Berita Ciamis, (harapanrakyat.com),- Mahkota raja berlapis emas yang merupakan peninggalan Raja Galuh Pangauban Prabu Haur Kuning atau peninggalan benda bersejarah yang berusia ratusan tahun kini masih tersimpan utuh di Museum Galuh, tepatnya di Desa Imbanagara, Kecamatan Ciamis, Kabupaten Ciamis, Jawa Barat.
Mahkota kebesaran Raja Galuh ini memang tidak dominan terbuat dari emas. Justru pada bagian badan mahkota lebih banyak menggunakan bahan kuningan. Bagian berbahan emas hanya melapis beberapa bagiannya saja.
Pengelola Museum Galuh, Rd Ilham Purwa, saat ditemui Minggu (26/01/2020), mengatakan, mahkota raja Galuh ini memiliki berat sekitar 1 kilogram. Dia pun membenarkan bahwa mahkota itu dominan terbuat dari bahan kuningan. Hanya saja dia enggan menyebutkan berapa berat kandungan emasnya.
“Mahkota ini merupakan milik Raja Galuh Pangauban Prabu Haur Kuning. Kemudian diturunkan kepada keterunannya secara turun temurun. Nah, dulu dititipkan oleh keluarga keturunannya agar dirawat di museum ini,” ujarnya.
Mahkota raja, lanjut Ilham, memiliki sejarah panjang dalam perjalanan kegaluhan. Di era zaman Belanda atau sudah memasuki masa pemerintahan, mahkota peninggalan Prabu Haur Kuning ini kerap dipakai saat pelantikan Bupati Galuh.
“Bahkan saat pelantikan raja-raja Galuh sebelumnya pun mahkota ini selalu digunakan. Mahkota ini sudah menjadi kebesaran Kerajaan Galuh. Kemudian setelah peralihan dari keadipatian ke masa pemerintahan, tradisi ini sempat dilanjutkan pada prosesi pelantikan Bupati Galuh,” ujarnya.
Hanya saja, setelah dari Kabupaten Galuh diubah nama menjadi Kabupaten Ciamis, prosesi pelantikan bupati yang menggunakan mahkota kebesaran raja Galuh tidak lagi dilakukan.
“Bupati Galuh terakhir yang menggunakan mahkota ini saat pelantikannya adalah Bupati Kusumasubrata. Setelah itu katanya tidak dilakukan lagi pada pelantikan bupati Ciamis,” katanya.
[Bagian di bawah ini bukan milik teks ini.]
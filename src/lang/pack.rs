use crate::lang::kind::{BodyRule, NormalizedKind};
use ast_grep_language::{LanguageExt, SupportLang};
use serde::{Deserialize, Serialize};
use std::collections::BTreeMap;
use std::fmt;

/// Grammar a language pack parses with.
///
/// Grammars come from `ast-grep-language`, which pins the tree-sitter
/// version all of them are built against.
#[derive(Debug, Clone, Copy, PartialEq, Eq, Hash, Serialize, Deserialize)]
#[serde(rename_all = "lowercase")]
pub enum Grammar {
    Bash,
    C,
    Cpp,
    CSharp,
    Go,
    Java,
    JavaScript,
    Kotlin,
    Lua,
    Php,
    Python,
    Ruby,
    Rust,
    Scala,
    Swift,
    Tsx,
    TypeScript,
}

impl Grammar {
    pub fn support_lang(self) -> SupportLang {
        match self {
            Grammar::Bash => SupportLang::Bash,
            Grammar::C => SupportLang::C,
            Grammar::Cpp => SupportLang::Cpp,
            Grammar::CSharp => SupportLang::CSharp,
            Grammar::Go => SupportLang::Go,
            Grammar::Java => SupportLang::Java,
            Grammar::JavaScript => SupportLang::JavaScript,
            Grammar::Kotlin => SupportLang::Kotlin,
            Grammar::Lua => SupportLang::Lua,
            Grammar::Php => SupportLang::Php,
            Grammar::Python => SupportLang::Python,
            Grammar::Ruby => SupportLang::Ruby,
            Grammar::Rust => SupportLang::Rust,
            Grammar::Scala => SupportLang::Scala,
            Grammar::Swift => SupportLang::Swift,
            Grammar::Tsx => SupportLang::Tsx,
            Grammar::TypeScript => SupportLang::TypeScript,
        }
    }

    /// The tree-sitter language object for this grammar.
    pub fn ts_language(self) -> tree_sitter::Language {
        self.support_lang().get_ts_language()
    }
}

impl Grammar {
    pub fn as_str(&self) -> &'static str {
        match self {
            Grammar::Bash => "bash",
            Grammar::C => "c",
            Grammar::Cpp => "cpp",
            Grammar::CSharp => "csharp",
            Grammar::Go => "go",
            Grammar::Java => "java",
            Grammar::JavaScript => "javascript",
            Grammar::Kotlin => "kotlin",
            Grammar::Lua => "lua",
            Grammar::Php => "php",
            Grammar::Python => "python",
            Grammar::Ruby => "ruby",
            Grammar::Rust => "rust",
            Grammar::Scala => "scala",
            Grammar::Swift => "swift",
            Grammar::Tsx => "tsx",
            Grammar::TypeScript => "typescript",
        }
    }
}

impl fmt::Display for Grammar {
    fn fmt(&self, f: &mut fmt::Formatter<'_>) -> fmt::Result {
        f.write_str(self.as_str())
    }
}

/// The four query families a pack provides.
#[derive(Debug, Clone, Copy, PartialEq, Eq, Hash)]
pub enum QueryCategory {
    Classes,
    Methods,
    Properties,
    Blocks,
}

impl QueryCategory {
    pub const ALL: [QueryCategory; 4] = [
        QueryCategory::Classes,
        QueryCategory::Methods,
        QueryCategory::Properties,
        QueryCategory::Blocks,
    ];

    pub fn as_str(&self) -> &'static str {
        match self {
            QueryCategory::Classes => "classes",
            QueryCategory::Methods => "methods",
            QueryCategory::Properties => "properties",
            QueryCategory::Blocks => "blocks",
        }
    }
}

/// Query strings of a pack, one per [`QueryCategory`].
///
/// Capture conventions: `@name` holds the identifier (or string literal for
/// blocks), `@callee` the called function of a block, and any other capture
/// marks the matched construct itself.
#[derive(Debug, Clone, Default, PartialEq, Eq, Serialize, Deserialize)]
pub struct PackQueries {
    #[serde(default)]
    pub classes: String,
    #[serde(default)]
    pub methods: String,
    #[serde(default)]
    pub properties: String,
    #[serde(default)]
    pub blocks: String,
}

impl PackQueries {
    pub fn get(&self, category: QueryCategory) -> &str {
        match category {
            QueryCategory::Classes => &self.classes,
            QueryCategory::Methods => &self.methods,
            QueryCategory::Properties => &self.properties,
            QueryCategory::Blocks => &self.blocks,
        }
    }

    pub fn set(&mut self, category: QueryCategory, query: impl Into<String>) {
        let slot = match category {
            QueryCategory::Classes => &mut self.classes,
            QueryCategory::Methods => &mut self.methods,
            QueryCategory::Properties => &mut self.properties,
            QueryCategory::Blocks => &mut self.blocks,
        };
        *slot = query.into();
    }

    pub fn is_empty(&self) -> bool {
        QueryCategory::ALL
            .iter()
            .all(|category| self.get(*category).trim().is_empty())
    }
}

const DEFAULT_INDENT: &str = "    ";

/// Declarative per-language configuration.
///
/// Packs are plain data. A pack for a derived language is built by copying
/// a base pack with [`LanguagePack::derive`] and overriding keys; nothing is
/// inherited at runtime.
#[derive(Debug, Clone, PartialEq)]
pub struct LanguagePack {
    /// Canonical lowercase language id (`typescript`, `python`, ...).
    pub language: String,
    pub grammar: Grammar,
    /// File extensions (without dot) that alias to this pack.
    pub extensions: Vec<String>,
    pub queries: PackQueries,
    /// Raw node type -> normalized kind.
    pub kind_map: BTreeMap<String, NormalizedKind>,
    /// Raw node type -> ordered body rules.
    pub body_map: BTreeMap<String, Vec<BodyRule>>,
    /// Raw type of the child that holds a string literal's contents, used
    /// when a literal cannot be unquoted symmetrically (`f"..."`).
    pub string_unwrap: Option<String>,
    /// One level of indentation for synthesized body members.
    pub indent_unit: String,
}

impl LanguagePack {
    pub fn new(language: impl Into<String>, grammar: Grammar) -> Self {
        Self {
            language: language.into().to_lowercase(),
            grammar,
            extensions: Vec::new(),
            queries: PackQueries::default(),
            kind_map: BTreeMap::new(),
            body_map: BTreeMap::new(),
            string_unwrap: None,
            indent_unit: DEFAULT_INDENT.to_string(),
        }
    }

    /// Copy this pack under a new language id and grammar.
    ///
    /// Queries, kind map, body map, unwrap hint and indentation carry over;
    /// extensions do not, since they identify the new language.
    pub fn derive(&self, language: impl Into<String>, grammar: Grammar) -> Self {
        Self {
            language: language.into().to_lowercase(),
            grammar,
            extensions: Vec::new(),
            ..self.clone()
        }
    }

    pub fn with_extensions<I, S>(mut self, extensions: I) -> Self
    where
        I: IntoIterator<Item = S>,
        S: Into<String>,
    {
        self.extensions = extensions
            .into_iter()
            .map(|ext| ext.into().trim_start_matches('.').to_lowercase())
            .collect();
        self
    }

    pub fn with_query(mut self, category: QueryCategory, query: impl Into<String>) -> Self {
        self.queries.set(category, query);
        self
    }

    pub fn with_kinds<'a, I>(mut self, kinds: I) -> Self
    where
        I: IntoIterator<Item = (&'a str, NormalizedKind)>,
    {
        for (raw, kind) in kinds {
            self.kind_map.insert(raw.to_string(), kind);
        }
        self
    }

    pub fn with_body_rules<'a, I>(mut self, rules: I) -> Self
    where
        I: IntoIterator<Item = (&'a str, Vec<BodyRule>)>,
    {
        for (raw, list) in rules {
            self.body_map.insert(raw.to_string(), list);
        }
        self
    }

    pub fn with_string_unwrap(mut self, child_type: impl Into<String>) -> Self {
        self.string_unwrap = Some(child_type.into());
        self
    }

    pub fn with_indent_unit(mut self, unit: impl Into<String>) -> Self {
        self.indent_unit = unit.into();
        self
    }

    /// Normalize a raw node type; unmapped types become `Unknown`.
    pub fn kind_of(&self, raw_type: &str) -> NormalizedKind {
        self.kind_map
            .get(raw_type)
            .copied()
            .unwrap_or(NormalizedKind::Unknown)
    }

    /// Every raw type that normalizes to `kind`, in sorted order.
    pub fn raw_types_for(&self, kind: NormalizedKind) -> Vec<&str> {
        self.kind_map
            .iter()
            .filter(|(_, mapped)| **mapped == kind)
            .map(|(raw, _)| raw.as_str())
            .collect()
    }

    pub fn body_rules(&self, raw_type: &str) -> &[BodyRule] {
        self.body_map
            .get(raw_type)
            .map(Vec::as_slice)
            .unwrap_or(&[])
    }
}

#[cfg(test)]
mod tests {
    use super::*;

    fn base() -> LanguagePack {
        LanguagePack::new("Base", Grammar::JavaScript)
            .with_extensions([".js"])
            .with_query(QueryCategory::Classes, "(class_declaration) @class")
            .with_kinds([("class_declaration", NormalizedKind::Class)])
            .with_body_rules([("class_declaration", vec![BodyRule::field("body")])])
    }

    #[test]
    fn derive_copies_data_but_not_extensions() {
        let derived = base()
            .derive("derived", Grammar::TypeScript)
            .with_kinds([("interface_declaration", NormalizedKind::Interface)]);

        assert_eq!(derived.language, "derived");
        assert!(derived.extensions.is_empty());
        assert_eq!(derived.queries.classes, "(class_declaration) @class");
        assert_eq!(derived.kind_of("class_declaration"), NormalizedKind::Class);
        assert_eq!(
            derived.kind_of("interface_declaration"),
            NormalizedKind::Interface
        );

        // The base is untouched by the merge.
        assert_eq!(base().kind_of("interface_declaration"), NormalizedKind::Unknown);
    }

    #[test]
    fn language_and_extensions_are_normalized() {
        let pack = base();
        assert_eq!(pack.language, "base");
        assert_eq!(pack.extensions, vec!["js".to_string()]);
    }

    #[test]
    fn unknown_raw_type_degrades() {
        let pack = base();
        assert_eq!(pack.kind_of("nonexistent"), NormalizedKind::Unknown);
        assert!(pack.body_rules("nonexistent").is_empty());
        assert_eq!(pack.raw_types_for(NormalizedKind::Class), vec!["class_declaration"]);
    }

    #[test]
    fn empty_queries_detected() {
        assert!(PackQueries::default().is_empty());
        assert!(!base().queries.is_empty());
    }
}
use crate::lang::kind::{BodyRule, NormalizedKind};
use crate::lang::pack::{Grammar, LanguagePack, QueryCategory};

const CLASSES: &str = r#"
(class_definition
  name: (identifier) @name) @class
"#;

const METHODS: &str = r#"
(function_definition
  name: (identifier) @name) @method
"#;

// Class-level attributes only; instance attributes live inside methods.
const PROPERTIES: &str = r#"
(class_definition
  body: (block
    (expression_statement
      (assignment
        left: (identifier) @name)) @property))
"#;

// `with name(...)` context blocks, which is how pytest-style suites group code.
const BLOCKS: &str = r#"
(with_statement
  (with_clause
    (with_item
      value: (call
        function: (identifier) @callee
        arguments: (argument_list . (string) @name))))) @block
"#;

pub fn pack() -> LanguagePack {
    LanguagePack::new("python", Grammar::Python)
        .with_extensions(["py", "pyi", "pyw"])
        .with_query(QueryCategory::Classes, CLASSES)
        .with_query(QueryCategory::Methods, METHODS)
        .with_query(QueryCategory::Properties, PROPERTIES)
        .with_query(QueryCategory::Blocks, BLOCKS)
        .with_kinds([
            ("class_definition", NormalizedKind::Class),
            ("function_definition", NormalizedKind::Function),
            ("with_statement", NormalizedKind::Block),
            ("block", NormalizedKind::Body),
        ])
        .with_body_rules([
            ("class_definition", vec![BodyRule::field("body")]),
            ("function_definition", vec![BodyRule::field("body")]),
            ("decorated_definition", vec![BodyRule::FunctionBody]),
            ("with_statement", vec![BodyRule::field("body")]),
            ("block", vec![BodyRule::SelfNode]),
            ("module", vec![BodyRule::SelfNode]),
        ])
        .with_string_unwrap("string_content")
}
use crate::lang::Grammar;
use crate::ts::errors::TreeSitterError;
use crate::ts::tree::SyntaxTree;
use std::collections::HashMap;
use tree_sitter::{Node, Query, QueryCursor, StreamingIterator};

/// Capture holding a construct's identifier or string label.
pub const NAME_CAPTURE: &str = "name";
/// Capture holding the called function of a block.
pub const CALLEE_CAPTURE: &str = "callee";

/// A match from a tree-sitter query with captured nodes.
#[derive(Debug, Clone)]
pub struct QueryMatch<'t> {
    pub pattern_index: usize,
    /// The matched construct: the capture that is neither `@name` nor
    /// `@callee`, or the parent of `@name` when the pattern has no such
    /// capture.
    pub node: Node<'t>,
    /// Named captures; for repeated captures only the first node is kept.
    pub captures: HashMap<String, Node<'t>>,
}

impl<'t> QueryMatch<'t> {
    pub fn capture(&self, name: &str) -> Option<Node<'t>> {
        self.captures.get(name).copied()
    }

    pub fn name_node(&self) -> Option<Node<'t>> {
        self.capture(NAME_CAPTURE)
    }

    pub fn callee_node(&self) -> Option<Node<'t>> {
        self.capture(CALLEE_CAPTURE)
    }
}

/// Compiled query for one grammar.
///
/// Compilation is lenient: if the whole query string fails, each top-level
/// pattern is tried on its own and the ones that compile are kept. Pack
/// queries can therefore list node types that only some grammar versions
/// know about.
#[derive(Debug)]
pub struct QueryEngine {
    grammar: Grammar,
    query: Option<Query>,
    capture_names: Vec<String>,
    dropped_patterns: usize,
}

impl QueryEngine {
    /// Compile `source` for `grammar`.
    ///
    /// # Query Syntax
    ///
    /// Tree-sitter queries use S-expression syntax:
    /// ```text
    /// (class_declaration
    ///   name: (_) @name) @class
    /// ```
    ///
    /// A blank query compiles to an engine that never matches.
    pub fn compile(grammar: Grammar, source: &str) -> Result<Self, TreeSitterError> {
        if source.trim().is_empty() {
            return Ok(Self::from_parts(grammar, None, 0));
        }

        let language = grammar.ts_language();
        let whole_error = match Query::new(&language, source) {
            Ok(query) => return Ok(Self::from_parts(grammar, Some(query), 0)),
            Err(err) => err,
        };

        let patterns = split_patterns(source);
        let total = patterns.len();
        let kept: Vec<&str> = patterns
            .into_iter()
            .filter(|pattern| match Query::new(&language, pattern) {
                Ok(_) => true,
                Err(err) => {
                    tracing::debug!(%grammar, error = %err, pattern, "dropping query pattern");
                    false
                }
            })
            .collect();

        if kept.is_empty() {
            return Err(TreeSitterError::InvalidQuery {
                grammar: grammar.to_string(),
                message: whole_error.to_string(),
            });
        }

        let query = Query::new(&language, &kept.join("\n\n")).map_err(|err| {
            TreeSitterError::InvalidQuery {
                grammar: grammar.to_string(),
                message: err.to_string(),
            }
        })?;

        let dropped = total - kept.len();
        tracing::warn!(
            %grammar,
            dropped,
            kept = kept.len(),
            "query partially compiled; unsupported patterns skipped"
        );
        Ok(Self::from_parts(grammar, Some(query), dropped))
    }

    fn from_parts(grammar: Grammar, query: Option<Query>, dropped_patterns: usize) -> Self {
        let capture_names = query
            .as_ref()
            .map(|q| q.capture_names().iter().map(|s| s.to_string()).collect())
            .unwrap_or_default();

        Self {
            grammar,
            query,
            capture_names,
            dropped_patterns,
        }
    }

    pub fn grammar(&self) -> Grammar {
        self.grammar
    }

    /// Number of patterns discarded during lenient compilation.
    pub fn dropped_patterns(&self) -> usize {
        self.dropped_patterns
    }

    /// Get capture names defined in the query.
    pub fn capture_names(&self) -> &[String] {
        &self.capture_names
    }

    /// Execute the query against a tree and return all matches in the order
    /// tree-sitter reports them.
    pub fn find_all<'t>(&self, tree: &'t SyntaxTree) -> Vec<QueryMatch<'t>> {
        let (Some(query), Some(root)) = (self.query.as_ref(), tree.root()) else {
            return Vec::new();
        };

        let mut cursor = QueryCursor::new();
        let mut matches = cursor.matches(query, root, tree.source().as_bytes());
        let mut results = Vec::new();

        // tree-sitter 0.25+ uses StreamingIterator
        while let Some(m) = matches.next() {
            let mut captures: HashMap<String, Node<'t>> = HashMap::new();
            let mut construct = None;

            for capture in m.captures {
                let Some(name) = self.capture_names.get(capture.index as usize) else {
                    continue;
                };
                if name != NAME_CAPTURE && name != CALLEE_CAPTURE && construct.is_none() {
                    construct = Some(capture.node);
                }
                captures.entry(name.clone()).or_insert(capture.node);
            }

            let node = construct
                .or_else(|| captures.get(NAME_CAPTURE).and_then(|n| n.parent()))
                .or_else(|| m.captures.first().map(|c| c.node));

            if let Some(node) = node {
                results.push(QueryMatch {
                    pattern_index: m.pattern_index,
                    node,
                    captures,
                });
            }
        }

        results
    }
}

/// Split a query into its top-level patterns.
///
/// A new pattern begins at every `(` or `[` opened at nesting depth zero.
/// Captures and quantifiers after a closing paren stay with the pattern they
/// follow. String literals and `;` comments are skipped while tracking depth.
pub(crate) fn split_patterns(source: &str) -> Vec<&str> {
    let mut patterns = Vec::new();
    let mut depth = 0usize;
    let mut start = None;
    let mut chars = source.char_indices();

    while let Some((idx, ch)) = chars.next() {
        match ch {
            ';' => {
                for (_, c) in chars.by_ref() {
                    if c == '\n' {
                        break;
                    }
                }
            }
            '"' => {
                while let Some((_, c)) = chars.next() {
                    match c {
                        '\\' => {
                            chars.next();
                        }
                        '"' => break,
                        _ => {}
                    }
                }
            }
            '(' | '[' => {
                if depth == 0 {
                    if let Some(begin) = start {
                        patterns.push(source[begin..idx].trim());
                    }
                    start = Some(idx);
                }
                depth += 1;
            }
            ')' | ']' => depth = depth.saturating_sub(1),
            _ => {}
        }
    }

    if let Some(begin) = start {
        patterns.push(source[begin..].trim());
    }

    patterns.retain(|pattern| !pattern.is_empty());
    patterns
}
Ilham mengatakan mahkota raja Galuh disimpan dalam lemari yang dikunci dan jarang dikeluarkan. Namun mahkota ini pernah dipamerkan saat kegiatan kirab pusaka Galuh yang belum lama ini digelar di situs Jambansari Ciamis. “Saat benda-benda pusaka Galuh dipamerkan, memang mahkota ini jadi pusat perhatian pengunjung,” ujarnya.
Menurut Ilham, Kerajaan Galuh sebenarnya memiliki beberapa mahkota raja. Karena setiap masa kejayaan raja-raja Galuh memiliki mahkotanya tersendiri. Seperti mahkota binokasih yang kini berada di Sumedang, itu merupakan salah satu mahkota milik Raja Galuh.
Sekedar catatan, masa Kerajaan Galuh memiliki dekade sejarah berabad-abad. Mulai dari Kerajaan Galuh pertama atau masa Wretikandayun di abad ke 6, Kerajaan Galuh Pangauban sampai Galuh menjadi kabupaten pada masa kolonial Belanda.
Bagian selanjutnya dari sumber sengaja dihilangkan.